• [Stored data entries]
[Start of Attachment]

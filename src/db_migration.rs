use crate::errors::{DbError, DbResult};
use crate::globals;
use sqlx::SqlitePool;

// Embed all migration SQL files at compile time
const MIGRATION_INITIAL: &str = include_str!("../migrations/20250601000000_initial.sql");
const MIGRATION_PARENT_INDEX: &str =
    include_str!("../migrations/20250614000000_assessment_parent_index.sql");
const MIGRATION_ENROLLMENT_INDEX: &str =
    include_str!("../migrations/20250702000000_enrollment_status_index.sql");

// List of migrations with their names and SQL content
const MIGRATIONS: &[(&str, &str)] = &[
    ("20250601000000_initial.sql", MIGRATION_INITIAL),
    (
        "20250614000000_assessment_parent_index.sql",
        MIGRATION_PARENT_INDEX,
    ),
    (
        "20250702000000_enrollment_status_index.sql",
        MIGRATION_ENROLLMENT_INDEX,
    ),
];

/// Initialize the global database with migrations
pub async fn initialize_database() -> DbResult<()> {
    println!("🗄️ [DB_MIGRATION] Starting database migration process...");

    let pool = globals::get_db_pool()?;
    run_migrations(&pool).await?;

    println!("🎉 [DB_MIGRATION] Database migration process completed successfully");
    Ok(())
}

/// Apply any pending migrations against the given pool
pub async fn run_migrations(pool: &SqlitePool) -> DbResult<()> {
    create_migrations_table(pool).await?;

    let last_migration = get_last_migration(pool).await?;
    match &last_migration {
        Some(name) => println!("📋 [DB_MIGRATION] Last applied migration: {}", name),
        None => println!("📋 [DB_MIGRATION] No migrations applied yet"),
    }

    apply_pending_migrations(pool, last_migration).await
}

/// Create migrations table if it doesn't exist
async fn create_migrations_table(pool: &SqlitePool) -> DbResult<()> {
    sqlx::query(
        "CREATE TABLE IF NOT EXISTS migrations (
            id INTEGER PRIMARY KEY AUTOINCREMENT,
            name TEXT NOT NULL,
            applied_at TEXT NOT NULL
        )",
    )
    .execute(pool)
    .await
    .map_err(|e| DbError::Migration(format!("Failed to create migrations table: {}", e)))?;

    Ok(())
}

/// Get the last applied migration
async fn get_last_migration(pool: &SqlitePool) -> DbResult<Option<String>> {
    let result =
        sqlx::query_scalar::<_, String>("SELECT name FROM migrations ORDER BY id DESC LIMIT 1")
            .fetch_optional(pool)
            .await
            .map_err(|e| DbError::Migration(format!("Failed to get last migration: {}", e)))?;

    Ok(result)
}

/// Apply pending migrations
async fn apply_pending_migrations(
    pool: &SqlitePool,
    last_migration: Option<String>,
) -> DbResult<()> {
    let pending_migrations = get_pending_migrations(last_migration);

    if pending_migrations.is_empty() {
        println!("✅ [DB_MIGRATION] No pending migrations to apply");
        return Ok(());
    }

    println!(
        "📋 [DB_MIGRATION] Found {} pending migrations",
        pending_migrations.len()
    );

    let mut tx = pool
        .begin()
        .await
        .map_err(|e| DbError::Migration(format!("Failed to begin transaction: {}", e)))?;

    for (migration_name, migration_sql) in pending_migrations {
        println!("🚀 [DB_MIGRATION] Applying migration: {}", migration_name);

        sqlx::query(migration_sql)
            .execute(&mut *tx)
            .await
            .map_err(|e| {
                DbError::Migration(format!(
                    "Failed to apply migration {}: {}",
                    migration_name, e
                ))
            })?;

        let now = chrono::Utc::now().to_rfc3339();
        sqlx::query("INSERT INTO migrations (name, applied_at) VALUES (?, ?)")
            .bind(migration_name)
            .bind(now)
            .execute(&mut *tx)
            .await
            .map_err(|e| {
                DbError::Migration(format!(
                    "Failed to record migration {}: {}",
                    migration_name, e
                ))
            })?;

        println!(
            "✅ [DB_MIGRATION] Migration {} applied successfully",
            migration_name
        );
    }

    tx.commit()
        .await
        .map_err(|e| DbError::Migration(format!("Failed to commit transaction: {}", e)))?;

    Ok(())
}

/// Determine which migrations need to be applied
fn get_pending_migrations(last_migration: Option<String>) -> Vec<(&'static str, &'static str)> {
    let mut pending = Vec::new();
    let mut should_include = last_migration.is_none();

    for &(migration_name, migration_sql) in MIGRATIONS {
        if should_include {
            pending.push((migration_name, migration_sql));
        } else if Some(migration_name.to_string()) == last_migration {
            // Found the last applied migration, include all subsequent ones
            should_include = true;
        }
    }

    pending
}

#[cfg(test)]
mod tests {
    use super::*;
    use sqlx::sqlite::SqlitePoolOptions;

    async fn memory_pool() -> SqlitePool {
        SqlitePoolOptions::new()
            .max_connections(1)
            .connect("sqlite::memory:")
            .await
            .expect("in-memory pool")
    }

    #[tokio::test]
    async fn migrations_apply_cleanly_and_are_idempotent() {
        let pool = memory_pool().await;
        run_migrations(&pool).await.expect("first run");
        // Second run finds nothing pending
        run_migrations(&pool).await.expect("second run");

        let applied: i64 = sqlx::query_scalar("SELECT COUNT(*) FROM migrations")
            .fetch_one(&pool)
            .await
            .unwrap();
        assert_eq!(applied as usize, MIGRATIONS.len());

        // Spot-check the core tables exist
        for table in [
            "players",
            "assessments",
            "camps",
            "camp_batches",
            "camp_enrollments",
            "camp_attendance",
            "camp_payments",
        ] {
            let count: i64 = sqlx::query_scalar(
                "SELECT COUNT(*) FROM sqlite_master WHERE type = 'table' AND name = ?",
            )
            .bind(table)
            .fetch_one(&pool)
            .await
            .unwrap();
            assert_eq!(count, 1, "missing table {}", table);
        }
    }

    #[test]
    fn pending_migration_resume_logic() {
        let all = get_pending_migrations(None);
        assert_eq!(all.len(), MIGRATIONS.len());

        let after_first = get_pending_migrations(Some(MIGRATIONS[0].0.to_string()));
        assert_eq!(after_first.len(), MIGRATIONS.len() - 1);

        let after_last =
            get_pending_migrations(Some(MIGRATIONS[MIGRATIONS.len() - 1].0.to_string()));
        assert!(after_last.is_empty());
    }
}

[End of Attachment]

• [Problem description]
From the records above, extract every line exactly as it stands.

• [Response to the task]
filename src/db_migration.rs
use crate::errors::{DbError, DbResult};
use crate::globals;
use sqlx::SqlitePool;

// Embed all migration SQL files at compile time
const MIGRATION_INITIAL: &str = include_str!("../migrations/20250601000000_initial.sql");
const MIGRATION_PARENT_INDEX: &str =
    include_str!("../migrations/20250614000000_assessment_parent_index.sql");
const MIGRATION_ENROLLMENT_INDEX: &str =
    include_str!("../migrations/20250702000000_enrollment_status_index.sql");

// List of migrations with their names and SQL content
const MIGRATIONS: &[(&str, &str)] = &[
    ("20250601000000_initial.sql", MIGRATION_INITIAL),
    (
        "20250614000000_assessment_parent_index.sql",
        MIGRATION_PARENT_INDEX,
    ),
    (
        "20250702000000_enrollment_status_index.sql",
        MIGRATION_ENROLLMENT_INDEX,
    ),
];

/// Initialize the global database with migrations
pub async fn initialize_database() -> DbResult<()> {
    println!("🗄️ [DB_MIGRATION] Starting database migration process...");

    let pool = globals::get_db_pool()?;
    run_migrations(&pool).await?;

    println!("🎉 [DB_MIGRATION] Database migration process completed successfully");
    Ok(())
}

/// Apply any pending migrations against the given pool
pub async fn run_migrations(pool: &SqlitePool) -> DbResult<()> {
    create_migrations_table(pool).await?;

    let last_migration = get_last_migration(pool).await?;
    match &last_migration {
        Some(name) => println!("📋 [DB_MIGRATION] Last applied migration: {}", name),
        None => println!("📋 [DB_MIGRATION] No migrations applied yet"),
    }

    apply_pending_migrations(pool, last_migration).await
}

/// Create migrations table if it doesn't exist
async fn create_migrations_table(pool: &SqlitePool) -> DbResult<()> {
    sqlx::query(
        "CREATE TABLE IF NOT EXISTS migrations (
            id INTEGER PRIMARY KEY AUTOINCREMENT,
            name TEXT NOT NULL,
            applied_at TEXT NOT NULL
        )",
    )
    .execute(pool)
    .await
    .map_err(|e| DbError::Migration(format!("Failed to create migrations table: {}", e)))?;

    Ok(())
}

/// Get the last applied migration
async fn get_last_migration(pool: &SqlitePool) -> DbResult<Option<String>> {
    let result =
        sqlx::query_scalar::<_, String>("SELECT name FROM migrations ORDER BY id DESC LIMIT 1")
            .fetch_optional(pool)
            .await
            .map_err(|e| DbError::Migration(format!("Failed to get last migration: {}", e)))?;

    Ok(result)
}

/// Apply pending migrations
async fn apply_pending_migrations(
    pool: &SqlitePool,
    last_migration: Option<String>,
) -> DbResult<()> {
    let pending_migrations = get_pending_migrations(last_migration);

    if pending_migrations.is_empty() {
        println!("✅ [DB_MIGRATION] No pending migrations to apply");
        return Ok(());
    }

    println!(
        "📋 [DB_MIGRATION] Found {} pending migrations",
        pending_migrations.len()
    );

    let mut tx = pool
        .begin()
        .await
        .map_err(|e| DbError::Migration(format!("Failed to begin transaction: {}", e)))?;

    for (migration_name, migration_sql) in pending_migrations {
        println!("🚀 [DB_MIGRATION] Applying migration: {}", migration_name);

        sqlx::query(migration_sql)
            .execute(&mut *tx)
            .await
            .map_err(|e| {
                DbError::Migration(format!(
                    "Failed to apply migration {}: {}",
                    migration_name, e
                ))
            })?;

        let now = chrono::Utc::now().to_rfc3339();
        sqlx::query("INSERT INTO migrations (name, applied_at) VALUES (?, ?)")
            .bind(migration_name)
            .bind(now)
            .execute(&mut *tx)
            .await
            .map_err(|e| {
                DbError::Migration(format!(
                    "Failed to record migration {}: {}",
                    migration_name, e
                ))
            })?;

        println!(
            "✅ [DB_MIGRATION] Migration {} applied successfully",
            migration_name
        );
    }

    tx.commit()
        .await
        .map_err(|e| DbError::Migration(format!("Failed to commit transaction: {}", e)))?;

    Ok(())
}

/// Determine which migrations need to be applied
fn get_pending_migrations(last_migration: Option<String>) -> Vec<(&'static str, &'static str)> {
    let mut pending = Vec::new();
    let mut should_include = last_migration.is_none();

    for &(migration_name, migration_sql) in MIGRATIONS {
        if should_include {
            pending.push((migration_name, migration_sql));
        } else if Some(migration_name.to_string()) == last_migration {
            // Found the last applied migration, include all subsequent ones
            should_include = true;
        }
    }

    pending
}

#[cfg(test)]
mod tests {
    use super::*;
    use sqlx::sqlite::SqlitePoolOptions;

    async fn memory_pool() -> SqlitePool {
        SqlitePoolOptions::new()
            .max_connections(1)
            .connect("sqlite::memory:")
            .await
            .expect("in-memory pool")
    }

    #[tokio::test]
    async fn migrations_apply_cleanly_and_are_idempotent() {
        let pool = memory_pool().await;
        run_migrations(&pool).await.expect("first run");
        // Second run finds nothing pending
        run_migrations(&pool).await.expect("second run");

        let applied: i64 = sqlx::query_scalar("SELECT COUNT(*) FROM migrations")
            .fetch_one(&pool)
            .await
            .unwrap();
        assert_eq!(applied as usize, MIGRATIONS.len());

        // Spot-check the core tables exist
        for table in [
            "players",
            "assessments",
            "camps",
            "camp_batches",
            "camp_enrollments",
            "camp_attendance",
            "camp_payments",
        ] {
            let count: i64 = sqlx::query_scalar(
                "SELECT COUNT(*) FROM sqlite_master WHERE type = 'table' AND name = ?",
            )
            .bind(table)
            .fetch_one(&pool)
            .await
            .unwrap();
            assert_eq!(count, 1, "missing table {}", table);
        }
    }

    #[test]
    fn pending_migration_resume_logic() {
        let all = get_pending_migrations(None);
        assert_eq!(all.len(), MIGRATIONS.len());

        let after_first = get_pending_migrations(Some(MIGRATIONS[0].0.to_string()));
        assert_eq!(after_first.len(), MIGRATIONS.len() - 1);

        let after_last =
            get_pending_migrations(Some(MIGRATIONS[MIGRATIONS.len() - 1].0.to_string()));
        assert!(after_last.is_empty());
    }
}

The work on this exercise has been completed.